_TASK OBJECTIVE_
Your answer must be an exact copy of the data below.

_ENTRIES SUPPLIED_

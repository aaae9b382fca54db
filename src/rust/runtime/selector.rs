// Copyright (c) Microsoft Corporation.
// Licensed under the MIT license.

//! Deterministic multi-way wait over channel operations.
//!
//! Cases are evaluated in registration order and the first one that can complete wins. A selector that has to block
//! registers every case at once: receive cases listen on their channel, send cases park their value as an offer. All
//! registrations share one [Trigger], so whichever case another coroutine completes first wins and the others refuse
//! later senders and receivers. Registrations live in the cases, so they are withdrawn even if the selector unwinds.

//======================================================================================================================
// Imports
//======================================================================================================================

use crate::runtime::{
    channel::{
        Channel,
        Listener,
        Pending,
    },
    scheduler::{
        context::Context,
        waker::Trigger,
    },
};
use ::std::sync::Arc;

//======================================================================================================================
// Traits
//======================================================================================================================

/// One operation of a selector.
trait SelectCase {
    /// Completes the operation if it can be done without blocking. Offers parked by `exclude` are not taken.
    fn poll(&mut self, exclude: Option<&Arc<Trigger>>) -> bool;

    /// Registers the operation on its channel, as case `index` of `trigger`.
    fn register(&mut self, trigger: &Arc<Trigger>, index: usize);

    /// Withdraws whatever [SelectCase::register] left on the channel, keeping a value handed to the case.
    fn unregister(&mut self);

    /// Invokes the callback of a completed operation.
    fn fire(self: Box<Self>);
}

//======================================================================================================================
// Structures
//======================================================================================================================

struct RecvCase<T, F> {
    channel: Channel<T>,
    callback: F,
    /// Received value, `Some(None)` meaning closed and drained.
    result: Option<Option<T>>,
    listener: Option<Listener<T>>,
}

struct SendCase<T, F> {
    channel: Channel<T>,
    /// Value to send, until it is either accepted or parked.
    value: Option<T>,
    callback: F,
    pending: Option<Pending<T>>,
}

/// Builder of a select operation. A selector is used for a single [Selector::select] call.
pub struct Selector<'a> {
    name: String,
    cases: Vec<Box<dyn SelectCase + 'a>>,
    default: Option<Box<dyn FnOnce() + 'a>>,
}

//======================================================================================================================
// Associate Functions
//======================================================================================================================

impl<'a> Selector<'a> {
    pub(crate) fn new(name: String) -> Self {
        Self {
            name,
            cases: Vec::new(),
            default: None,
        }
    }

    pub fn name(&self) -> &str {
        &self.name
    }

    /// Adds a receive case. The callback gets `None` if the channel is closed and drained.
    pub fn add_recv<T, F>(mut self, channel: &Channel<T>, f: F) -> Self
    where
        T: 'a,
        F: FnOnce(Option<T>) + 'a,
    {
        self.cases.push(Box::new(RecvCase {
            channel: channel.clone(),
            callback: f,
            result: None,
            listener: None,
        }));
        self
    }

    /// Adds a send case. Selecting it on a closed channel panics.
    pub fn add_send<T, F>(mut self, channel: &Channel<T>, value: T, f: F) -> Self
    where
        T: 'a,
        F: FnOnce() + 'a,
    {
        self.cases.push(Box::new(SendCase {
            channel: channel.clone(),
            value: Some(value),
            callback: f,
            pending: None,
        }));
        self
    }

    /// Adds the case that fires when no other case can complete right away. Panics if there is one already.
    pub fn add_default<F>(mut self, f: F) -> Self
    where
        F: FnOnce() + 'a,
    {
        if self.default.is_some() {
            panic!("selector {} has multiple default cases", self.name);
        }
        self.default = Some(Box::new(f));
        self
    }

    /// Performs exactly one case, or the default, and invokes its callback. Blocks the calling coroutine if no case can
    /// complete and there is no default.
    pub fn select(self, ctx: &Context) {
        let Selector {
            name,
            mut cases,
            default,
        } = self;

        if let Some(index) = cases.iter_mut().position(|case| case.poll(None)) {
            cases.swap_remove(index).fire();
            return;
        }
        if let Some(default) = default {
            trace!("select(): {} took the default case", name);
            default();
            return;
        }

        let trigger: Arc<Trigger> = Trigger::new(ctx.waker());
        for (index, case) in cases.iter_mut().enumerate() {
            case.register(&trigger, index);
        }
        let reason: String = format!("blocked on {}.Select", name);
        let winner: usize = loop {
            ctx.block(reason.clone());
            // Completed by another coroutine: a value handed to a receive case or a parked send taken.
            if let Some(index) = trigger.fired() {
                break index;
            }
            // Nudged because the channel of a parked send got closed.
            if let Some(index) = cases.iter_mut().position(|case| case.poll(Some(&trigger))) {
                break index;
            }
        };
        trace!("select(): {} woke up on case {}", name, winner);
        for case in cases.iter_mut() {
            case.unregister();
        }
        cases.swap_remove(winner).fire();
    }
}

//======================================================================================================================
// Trait Implementations
//======================================================================================================================

impl<T, F: FnOnce(Option<T>)> SelectCase for RecvCase<T, F> {
    fn poll(&mut self, exclude: Option<&Arc<Trigger>>) -> bool {
        self.result = self.channel.poll_recv(exclude);
        self.result.is_some()
    }

    fn register(&mut self, trigger: &Arc<Trigger>, index: usize) {
        self.listener = Some(self.channel.listen(trigger.clone(), index));
    }

    fn unregister(&mut self) {
        if let Some(listener) = self.listener.take() {
            if let Some(value) = listener.finish() {
                self.result = Some(Some(value));
            }
        }
    }

    fn fire(self: Box<Self>) {
        let this: Self = *self;
        (this.callback)(this.result.flatten())
    }
}

impl<T, F: FnOnce()> SelectCase for SendCase<T, F> {
    fn poll(&mut self, _exclude: Option<&Arc<Trigger>>) -> bool {
        match self.value.take() {
            Some(value) => match self.channel.poll_send(value) {
                Ok(()) => true,
                Err(value) => {
                    self.value = Some(value);
                    false
                },
            },
            // Parked. It can only complete through the trigger.
            None => {
                if self.channel.is_closed() {
                    panic!("send on closed channel {}", self.channel.name());
                }
                false
            },
        }
    }

    fn register(&mut self, trigger: &Arc<Trigger>, index: usize) {
        if let Some(value) = self.value.take() {
            self.pending = Some(self.channel.park(value, trigger.clone(), index));
        }
    }

    fn unregister(&mut self) {
        self.pending = None;
    }

    fn fire(self: Box<Self>) {
        let this: Self = *self;
        (this.callback)()
    }
}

_REPLY TO THE TASK_
repository aaae9b382fca54db
filename src/rust/runtime/selector.rs
// Copyright (c) Microsoft Corporation.
// Licensed under the MIT license.

//! Deterministic multi-way wait over channel operations.
//!
//! Cases are evaluated in registration order and the first one that can complete wins. A selector that has to block
//! registers every case at once: receive cases listen on their channel, send cases park their value as an offer. All
//! registrations share one [Trigger], so whichever case another coroutine completes first wins and the others refuse
//! later senders and receivers. Registrations live in the cases, so they are withdrawn even if the selector unwinds.

//======================================================================================================================
// Imports
//======================================================================================================================

use crate::runtime::{
    channel::{
        Channel,
        Listener,
        Pending,
    },
    scheduler::{
        context::Context,
        waker::Trigger,
    },
};
use ::std::sync::Arc;

//======================================================================================================================
// Traits
//======================================================================================================================

/// One operation of a selector.
trait SelectCase {
    /// Completes the operation if it can be done without blocking. Offers parked by `exclude` are not taken.
    fn poll(&mut self, exclude: Option<&Arc<Trigger>>) -> bool;

    /// Registers the operation on its channel, as case `index` of `trigger`.
    fn register(&mut self, trigger: &Arc<Trigger>, index: usize);

    /// Withdraws whatever [SelectCase::register] left on the channel, keeping a value handed to the case.
    fn unregister(&mut self);

    /// Invokes the callback of a completed operation.
    fn fire(self: Box<Self>);
}

//======================================================================================================================
// Structures
//======================================================================================================================

struct RecvCase<T, F> {
    channel: Channel<T>,
    callback: F,
    /// Received value, `Some(None)` meaning closed and drained.
    result: Option<Option<T>>,
    listener: Option<Listener<T>>,
}

struct SendCase<T, F> {
    channel: Channel<T>,
    /// Value to send, until it is either accepted or parked.
    value: Option<T>,
    callback: F,
    pending: Option<Pending<T>>,
}

/// Builder of a select operation. A selector is used for a single [Selector::select] call.
pub struct Selector<'a> {
    name: String,
    cases: Vec<Box<dyn SelectCase + 'a>>,
    default: Option<Box<dyn FnOnce() + 'a>>,
}

//======================================================================================================================
// Associate Functions
//======================================================================================================================

impl<'a> Selector<'a> {
    pub(crate) fn new(name: String) -> Self {
        Self {
            name,
            cases: Vec::new(),
            default: None,
        }
    }

    pub fn name(&self) -> &str {
        &self.name
    }

    /// Adds a receive case. The callback gets `None` if the channel is closed and drained.
    pub fn add_recv<T, F>(mut self, channel: &Channel<T>, f: F) -> Self
    where
        T: 'a,
        F: FnOnce(Option<T>) + 'a,
    {
        self.cases.push(Box::new(RecvCase {
            channel: channel.clone(),
            callback: f,
            result: None,
            listener: None,
        }));
        self
    }

    /// Adds a send case. Selecting it on a closed channel panics.
    pub fn add_send<T, F>(mut self, channel: &Channel<T>, value: T, f: F) -> Self
    where
        T: 'a,
        F: FnOnce() + 'a,
    {
        self.cases.push(Box::new(SendCase {
            channel: channel.clone(),
            value: Some(value),
            callback: f,
            pending: None,
        }));
        self
    }

    /// Adds the case that fires when no other case can complete right away. Panics if there is one already.
    pub fn add_default<F>(mut self, f: F) -> Self
    where
        F: FnOnce() + 'a,
    {
        if self.default.is_some() {
            panic!("selector {} has multiple default cases", self.name);
        }
        self.default = Some(Box::new(f));
        self
    }

    /// Performs exactly one case, or the default, and invokes its callback. Blocks the calling coroutine if no case can
    /// complete and there is no default.
    pub fn select(self, ctx: &Context) {
        let Selector {
            name,
            mut cases,
            default,
        } = self;

        if let Some(index) = cases.iter_mut().position(|case| case.poll(None)) {
            cases.swap_remove(index).fire();
            return;
        }
        if let Some(default) = default {
            trace!("select(): {} took the default case", name);
            default();
            return;
        }

        let trigger: Arc<Trigger> = Trigger::new(ctx.waker());
        for (index, case) in cases.iter_mut().enumerate() {
            case.register(&trigger, index);
        }
        let reason: String = format!("blocked on {}.Select", name);
        let winner: usize = loop {
            ctx.block(reason.clone());
            // Completed by another coroutine: a value handed to a receive case or a parked send taken.
            if let Some(index) = trigger.fired() {
                break index;
            }
            // Nudged because the channel of a parked send got closed.
            if let Some(index) = cases.iter_mut().position(|case| case.poll(Some(&trigger))) {
                break index;
            }
        };
        trace!("select(): {} woke up on case {}", name, winner);
        for case in cases.iter_mut() {
            case.unregister();
        }
        cases.swap_remove(winner).fire();
    }
}

//======================================================================================================================
// Trait Implementations
//======================================================================================================================

impl<T, F: FnOnce(Option<T>)> SelectCase for RecvCase<T, F> {
    fn poll(&mut self, exclude: Option<&Arc<Trigger>>) -> bool {
        self.result = self.channel.poll_recv(exclude);
        self.result.is_some()
    }

    fn register(&mut self, trigger: &Arc<Trigger>, index: usize) {
        self.listener = Some(self.channel.listen(trigger.clone(), index));
    }

    fn unregister(&mut self) {
        if let Some(listener) = self.listener.take() {
            if let Some(value) = listener.finish() {
                self.result = Some(Some(value));
            }
        }
    }

    fn fire(self: Box<Self>) {
        let this: Self = *self;
        (this.callback)(this.result.flatten())
    }
}

impl<T, F: FnOnce()> SelectCase for SendCase<T, F> {
    fn poll(&mut self, _exclude: Option<&Arc<Trigger>>) -> bool {
        match self.value.take() {
            Some(value) => match self.channel.poll_send(value) {
                Ok(()) => true,
                Err(value) => {
                    self.value = Some(value);
                    false
                },
            },
            // Parked. It can only complete through the trigger.
            None => {
                if self.channel.is_closed() {
                    panic!("send on closed channel {}", self.channel.name());
                }
                false
            },
        }
    }

    fn register(&mut self, trigger: &Arc<Trigger>, index: usize) {
        if let Some(value) = self.value.take() {
            self.pending = Some(self.channel.park(value, trigger.clone(), index));
        }
    }

    fn unregister(&mut self) {
        self.pending = None;
    }

    fn fire(self: Box<Self>) {
        let this: Self = *self;
        (this.callback)()
    }
}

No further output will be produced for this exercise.